In what manner we shall become acquainted with God's mind, or the secrets of His interior life, whether through some manifestation by the Eternal Word, like the incarnate appearing of Jesus, or partly in some way more direct, we cannot tell. But the Divine nature and plan will be open, doubtless, in some way most appropriate, for our everlasting study, and our everlasting progress in discovery. The whole system of His moral purposes and providential decrees, His penal distributions and redeeming works, will be accessible to us, and all the creatures and creations of His power offered to our acquaintance and free inspection. Our present difficulties and hard questions will soon be solved and passed by. Even the world itself, so difficult to penetrate, so clouded with mystery, will become a transparency to us, through which God's light will pour as the sun through the open sky. John knew no better way of describing the perfectly luminous state of the blessed minds than to say, "And there shall be no night there; and they need no candle, neither light of the sun; for the Lord God giveth them light." They dwell thus in the eternal

daylight of love and reason; for they are so let into the mind of God, and the glorious mysteries of His nature, that everything is lighted up as they come to it, even as the earth and its objects by the sun: "The Lord God giveth them light."

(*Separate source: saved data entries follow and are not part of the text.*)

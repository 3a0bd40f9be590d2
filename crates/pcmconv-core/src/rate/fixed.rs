//! Fixed-ratio rate stages and fixed-point helpers
//!
//! Doubling and halving share one half-band low-pass. Doubling keeps every
//! input sample as an even output and interpolates the odd outputs from
//! the odd taps; halving keeps every other output of the full filter.

use super::engine::{RateKernel, Walk};
use super::tables::{COEFF_SHIFT, HALF_BAND, HALF_BAND_SHIFT};

/// Saturate a 64-bit value to the 16-bit range
pub fn saturate(value: i64) -> i16 {
    value.clamp(i16::MIN as i64, i16::MAX as i64) as i16
}

/// Q14 dot product with rounding and saturation
pub fn dot_q14(coefficients: &[i16], field: &[i16]) -> i16 {
    let acc: i64 = coefficients
        .iter()
        .zip(field.iter())
        .map(|(&c, &x)| c as i64 * x as i64)
        .sum();
    saturate((acc + (1 << (COEFF_SHIFT - 1))) >> COEFF_SHIFT)
}

/// Attenuate by 5 dB (`38084 / 65536`)
pub fn minus_5db(value: i16) -> i16 {
    ((value as i32 * 38084) >> 16) as i16
}

/// Half-band taps reach this far on either side of the centre
const HALF_BAND_REACH: usize = 2 * HALF_BAND.len() - 1;

/// Doubles the sample rate
#[derive(Debug, Clone, Copy, Default, PartialEq, Eq)]
pub struct DoubleRate;

impl RateKernel for DoubleRate {
    fn period(&self) -> (usize, usize) {
        (2, 1)
    }

    fn step(&self, phase: usize) -> usize {
        phase
    }

    fn reach(&self) -> (usize, usize) {
        (HALF_BAND.len() - 1, HALF_BAND.len())
    }

    fn walk(&self) -> Walk {
        Walk::Backward
    }

    fn convolve(&self, phase: usize, field: &[i16]) -> i16 {
        let centre = HALF_BAND.len() - 1;
        if phase == 0 {
            return field[centre];
        }
        let mut acc = 0i64;
        for (k, &tap) in HALF_BAND.iter().enumerate() {
            let pair = field[centre - k] as i64 + field[centre + 1 + k] as i64;
            acc += tap as i64 * pair;
        }
        saturate((acc + (1 << (HALF_BAND_SHIFT - 1))) >> HALF_BAND_SHIFT)
    }
}

/// Halves the sample rate
#[derive(Debug, Clone, Copy, Default, PartialEq, Eq)]
pub struct HalfRate;

impl RateKernel for HalfRate {
    fn period(&self) -> (usize, usize) {
        (1, 2)
    }

    fn step(&self, _phase: usize) -> usize {
        2
    }

    fn reach(&self) -> (usize, usize) {
        (HALF_BAND_REACH, HALF_BAND_REACH)
    }

    fn walk(&self) -> Walk {
        Walk::Forward
    }

    fn convolve(&self, _phase: usize, field: &[i16]) -> i16 {
        let centre = HALF_BAND_REACH;
        let mut acc = (1i64 << HALF_BAND_SHIFT) * field[centre] as i64;
        for (k, &tap) in HALF_BAND.iter().enumerate() {
            let d = 2 * k + 1;
            acc += tap as i64 * (field[centre - d] as i64 + field[centre + d] as i64);
        }
        saturate((acc + (1 << HALF_BAND_SHIFT)) >> (HALF_BAND_SHIFT + 1))
    }
}
//! Constant tables for the rate converters

/// Half the polyphase filter length
pub const FILTER_HALF_LENGTH: usize = 64;

/// Taps per polyphase filter phase
pub const FILTER_LENGTH: usize = 2 * FILTER_HALF_LENGTH;

/// Samples per channel held by a rate conversion window
pub const WINDOW_CAPACITY: usize = 24 * FILTER_HALF_LENGTH;

/// Fractional bits of the polyphase coefficients
pub const COEFF_SHIFT: u32 = 14;

/// Fractional bits of the half-band coefficients
pub const HALF_BAND_SHIFT: u32 = 15;

/// Kaiser half window (beta = 7), unsigned 16-bit
///
/// Entry `k` is divided by `k + 1` before storage, so multiplying it back
/// by `k + 1` yields the amplitude ramp that shapes the filter edge.
pub const KAISER_HALF_WINDOW: [u16; FILTER_HALF_LENGTH] = [
    22930, 16292, 14648, 14288, 14470, 14945, 15608, 16404,
    17304, 18289, 19347, 20467, 21644, 22872, 24145, 25460,
    26812, 28198, 29612, 31052, 32513, 33991, 35482, 36983,
    38487, 39993, 41494, 42986, 44466, 45928, 47368, 48782,
    50165, 51513, 52821, 54086, 55302, 56466, 57575, 58624,
    59610, 60529, 61379, 62156, 62858, 63483, 64027, 64490,
    64870, 65165, 65375, 65498, 65535, 65484, 65347, 65124,
    64815, 64422, 63946, 63389, 62753, 62039, 61251, 60391,
];

/// Odd-indexed taps of a 63-tap half-band low-pass (Q15)
///
/// Entry `k` weighs the pair of samples `2k + 1` away from the centre.
/// The centre tap is 0.5 and every other even tap is zero. The entries sum
/// to 0.5 so the filter has unit DC gain.
pub const HALF_BAND: [i32; 16] = [
    20798, -6759, 3854, -2548, 1785, -1279, 920, -656,
    459, -314, 207, -130, 77, -42, 20, -8,
];

/// Rational approximation candidates `(numerator, denominator)`
///
/// Ordered by denominator. Together they cover `[31/64, 64/31]` finely
/// enough that the best candidate is typically within 0.2%.
pub const FRACTION_CANDIDATES: [(u32, u32); 81] = [
    (1, 1), (2, 1),
    (1, 2), (3, 2),
    (2, 3), (4, 3), (5, 3),
    (3, 4), (5, 4), (7, 4),
    (3, 5), (4, 5), (6, 5), (7, 5), (8, 5), (9, 5),
    (5, 6), (7, 6), (11, 6),
    (4, 7), (5, 7), (6, 7), (8, 7), (9, 7), (10, 7), (11, 7), (12, 7), (13, 7),
    (5, 8), (7, 8), (9, 8), (11, 8), (13, 8), (15, 8),
    (5, 9), (7, 9), (8, 9), (10, 9), (11, 9), (13, 9), (14, 9), (16, 9),
    (7, 10), (9, 10), (11, 10), (13, 10),
    (6, 11), (7, 11), (8, 11), (9, 11), (10, 11), (12, 11), (13, 11), (14, 11), (15, 11), (16, 11),
    (7, 12), (11, 12), (13, 12),
    (7, 13), (8, 13), (9, 13), (10, 13), (11, 13), (12, 13), (14, 13), (15, 13), (16, 13),
    (9, 14), (11, 14), (13, 14), (15, 14),
    (8, 15), (11, 15), (13, 15), (14, 15), (16, 15),
    (9, 16), (11, 16), (13, 16), (15, 16),
];
#[cfg(test)]
mod tests {
    use super::*;
    use crate::rate::fixed::{DoubleRate, HalfRate};

    /// Nearest-sample kernel used to check the walk bookkeeping
    struct Pick {
        outputs: usize,
        inputs: usize,
        walk: Walk,
    }

    impl RateKernel for Pick {
        fn period(&self) -> (usize, usize) {
            (self.outputs, self.inputs)
        }

        fn step(&self, phase: usize) -> usize {
            ((phase + 1) * self.inputs / self.outputs - phase * self.inputs / self.outputs) as usize
        }

        fn reach(&self) -> (usize, usize) {
            (3, 4)
        }

        fn walk(&self) -> Walk {
            self.walk
        }

        fn convolve(&self, _phase: usize, field: &[i16]) -> i16 {
            field[3]
        }
    }

    /// Counts the live samples in its field
    struct Coverage;

    impl RateKernel for Coverage {
        fn period(&self) -> (usize, usize) {
            (11, 8)
        }

        fn step(&self, phase: usize) -> usize {
            (phase + 1) * 8 / 11 - phase * 8 / 11
        }

        fn reach(&self) -> (usize, usize) {
            (3, 4)
        }

        fn walk(&self) -> Walk {
            Walk::Backward
        }

        fn convolve(&self, _phase: usize, field: &[i16]) -> i16 {
            field.iter().sum()
        }
    }

    fn samples_to_bytes(samples: &[i16]) -> Vec<u8> {
        samples.iter().flat_map(|s| s.to_ne_bytes()).collect()
    }

    fn bytes_to_samples(bytes: &[u8]) -> Vec<i16> {
        bytes
            .chunks_exact(2)
            .map(|c| i16::from_ne_bytes([c[0], c[1]]))
            .collect()
    }

    #[test]
    fn test_cursor_matches_base_formula() {
        let kernel = Pick { outputs: 11, inputs: 8, walk: Walk::Backward };
        let mut cursor = PhaseCursor::at(&kernel, 0);
        for j in 0..100 {
            assert_eq!(cursor, PhaseCursor::at(&kernel, j));
            cursor.advance(&kernel);
        }
        for j in (0..100).rev() {
            cursor.retreat(&kernel);
            assert_eq!(cursor, PhaseCursor::at(&kernel, j));
        }
    }

    #[test]
    fn test_one_shot_len() {
        assert_eq!(one_shot_len(&DoubleRate, 100), 200 + 62);
        assert_eq!(one_shot_len(&HalfRate, 101), 51 + 30);
        assert_eq!(one_shot_len(&HalfRate, 0), 0);
        let kernel = Pick { outputs: 8, inputs: 11, walk: Walk::Forward };
        assert_eq!(one_shot_len(&kernel, 110), 85);
        assert_eq!(one_shot_len(&kernel, 111), 85);
        assert_eq!(lead_in(&kernel), -2);
    }

    #[test]
    fn test_ramp_len_bounds_one_shot_growth() {
        let kernel = Pick { outputs: 8, inputs: 11, walk: Walk::Forward };
        for frames in 1..300usize {
            let grown = (frames * 8).div_ceil(11) + kernel.ramp_len();
            assert!(one_shot_len(&kernel, frames) <= grown, "{} frames", frames);
        }
        for frames in 1..300usize {
            assert!(one_shot_len(&DoubleRate, frames) <= 2 * frames + DoubleRate.ramp_len());
            assert!(one_shot_len(&HalfRate, frames) <= frames.div_ceil(2) + HalfRate.ramp_len());
        }
        assert_eq!(DoubleRate.ramp_len(), 62);
        assert_eq!(HalfRate.ramp_len(), 31);
    }

    #[test]
    fn test_one_shot_ramps_in_and_out() {
        let frames = 200;
        let span = OutputSpan::one_shot(&Coverage, frames);
        let mut bytes = samples_to_bytes(&vec![1i16; frames]);
        bytes.resize(span.len() * 2, 0);
        let mut view = ChannelView::new(&mut bytes, 1, 0);
        let written = run_pass(&Coverage, &mut view, Extension::silent(frames), span);
        let output = bytes_to_samples(&bytes[..written * 2]);

        // First and last outputs see a single live sample
        assert_eq!(output[0], 1);
        assert_eq!(output[written - 1], 1);
        let full = Coverage.field_len() as i16;
        let top = output.iter().position(|&c| c == full).unwrap();
        assert!(output[..top].windows(2).all(|w| w[0] <= w[1]), "{:?}", &output[..top]);
        let bottom = output.iter().rposition(|&c| c == full).unwrap();
        assert!(output[bottom..].windows(2).all(|w| w[0] >= w[1]));
        assert!(output[top..=bottom].iter().all(|&c| c == full));
    }

    #[test]
    fn test_regions_partition_outputs() {
        let kernel = Pick { outputs: 8, inputs: 11, walk: Walk::Forward };
        let span = OutputSpan::one_shot(&kernel, 200);
        let regions = Regions::compute(&kernel, &span, 200);
        assert_eq!(regions.attack.start, 0);
        assert_eq!(regions.attack.end, regions.core.start);
        assert_eq!(regions.core.end, regions.decay.start);
        assert_eq!(regions.decay.end, span.len());
        assert!(!regions.attack.is_empty());
        assert!(!regions.decay.is_empty());

        let kernel = Pick { outputs: 11, inputs: 8, walk: Walk::Backward };
        let span = OutputSpan::one_shot(&kernel, 200);
        let regions = Regions::compute(&kernel, &span, 200);
        assert_eq!(regions.decay.start, 0);
        assert_eq!(regions.decay.end, regions.core.start);
        assert_eq!(regions.core.end, regions.attack.start);
        assert_eq!(regions.attack.end, span.len());
    }

    #[test]
    fn test_regions_tiny_block() {
        let kernel = Pick { outputs: 1, inputs: 2, walk: Walk::Forward };
        let span = OutputSpan::one_shot(&kernel, 2);
        let regions = Regions::compute(&kernel, &span, 2);
        let total = regions.attack.len() + regions.core.len() + regions.decay.len();
        assert_eq!(total, span.len());
        assert_eq!(total, 5);
        assert!(regions.core.is_empty());
    }

    #[test]
    fn test_forward_pass_in_place() {
        // 11 inputs -> 8 outputs per period, nearest-lower sample
        let kernel = Pick { outputs: 8, inputs: 11, walk: Walk::Forward };
        let input: Vec<i16> = (0..1000).map(|i| i as i16).collect();
        let mut bytes = samples_to_bytes(&input);
        let mut view = ChannelView::new(&mut bytes, 1, 0);
        let span = OutputSpan::one_shot(&kernel, input.len());
        let written = run_pass(&kernel, &mut view, Extension::silent(input.len()), span);
        assert_eq!(written, 732);
        let output = bytes_to_samples(&bytes);
        for (k, &value) in output.iter().enumerate().take(written) {
            let base = base_of(&kernel, span.first + k as i64);
            let expected = if (0..1000).contains(&base) { base } else { 0 };
            assert_eq!(value as i64, expected, "output {}", k);
        }
    }

    #[test]
    fn test_backward_pass_in_place() {
        let kernel = Pick { outputs: 11, inputs: 8, walk: Walk::Backward };
        let input: Vec<i16> = (0..1000).map(|i| i as i16).collect();
        let span = OutputSpan::one_shot(&kernel, input.len());
        let mut bytes = samples_to_bytes(&input);
        bytes.resize(span.len() * 2, 0);
        let mut view = ChannelView::new(&mut bytes, 1, 0);
        let written = run_pass(&kernel, &mut view, Extension::silent(input.len()), span);
        assert_eq!(written, 1385);
        let output = bytes_to_samples(&bytes);
        for (k, &value) in output.iter().enumerate().take(written) {
            let base = base_of(&kernel, span.first + k as i64);
            let expected = if (0..1000).contains(&base) { base } else { 0 };
            assert_eq!(value as i64, expected, "output {}", k);
        }
    }

    #[test]
    fn test_streaming_span() {
        let kernel = HalfRate;
        // after = 31, so the first block of 100 can emit bases up to 68
        let span = OutputSpan::streaming(&kernel, 0, lead_in(&kernel), 100);
        assert_eq!(span.first, -15);
        assert_eq!(span.first, OutputSpan::one_shot(&kernel, 100).first);
        assert_eq!(span.end, 35);
        assert_eq!(span.len(), 50);
        let next = OutputSpan::streaming(&kernel, 100, span.end, 100);
        assert_eq!(next.first, 35);
        assert_eq!(next.end, 85);
    }
}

In closing the review of such a subject as this, let us first of all receive a lesson of modesty, and particularly such as are most wont to complain of God, and boldest in their judgments against Him. Which way soever we turn in our search after knowledge, we run against mystery at the second or third step. And a a great part of our misery, a still greater of our unbelief, and all the lunatic rage of our scepticism, arises in the fact that we either do not, or will not see it to be so. Ignorance trying to comprehend what is inscrutable, and out of patience that it cannot make the high things of God come down to its own petty measures, is the definition of all atheism. There is no true comfort in life, no dignity in reason, apart from modesty. We wrangle with Providence and call it reason, we rush upon God's mysteries, and tear ourselves against the appointments of His throne, and then, because we bleed, complain that He cruelly mocks our understanding. All our disputings and hard speeches are the frothing of our ignorance maddened by our pride. Oh, if we could see our own limitations, and how little it is possible for us to know of matters infinite, how much less, clouded by the necessary blindness of a mind disordered by evil, we should then be in a way to learn; and the lessons God will teach would put us in a way to know what now is hidden from us. Knowledge puffeth up, charity buildeth up. One makes a balloon of us, the other a temple. And as one, lighter than the wind, is driven loose in its aerial voyage, to be frozen in the airy heights of speculation, or drifted into the sea to be drowned in the waters of ignorance, which it risked without ability to swim, so the other, grounded on a rock, rises into solid majesty, proportionate, enduring, and strong. After all his laboured disputings and lofty reasons with his friends, Job turns himself to God, and says: "I know that thou canst do every thing, and that no thought can be withholden from thee. Who is he that hideth counsel without knowledge? therefore have I uttered that I understood not; things too wonderful for me, that I knew not."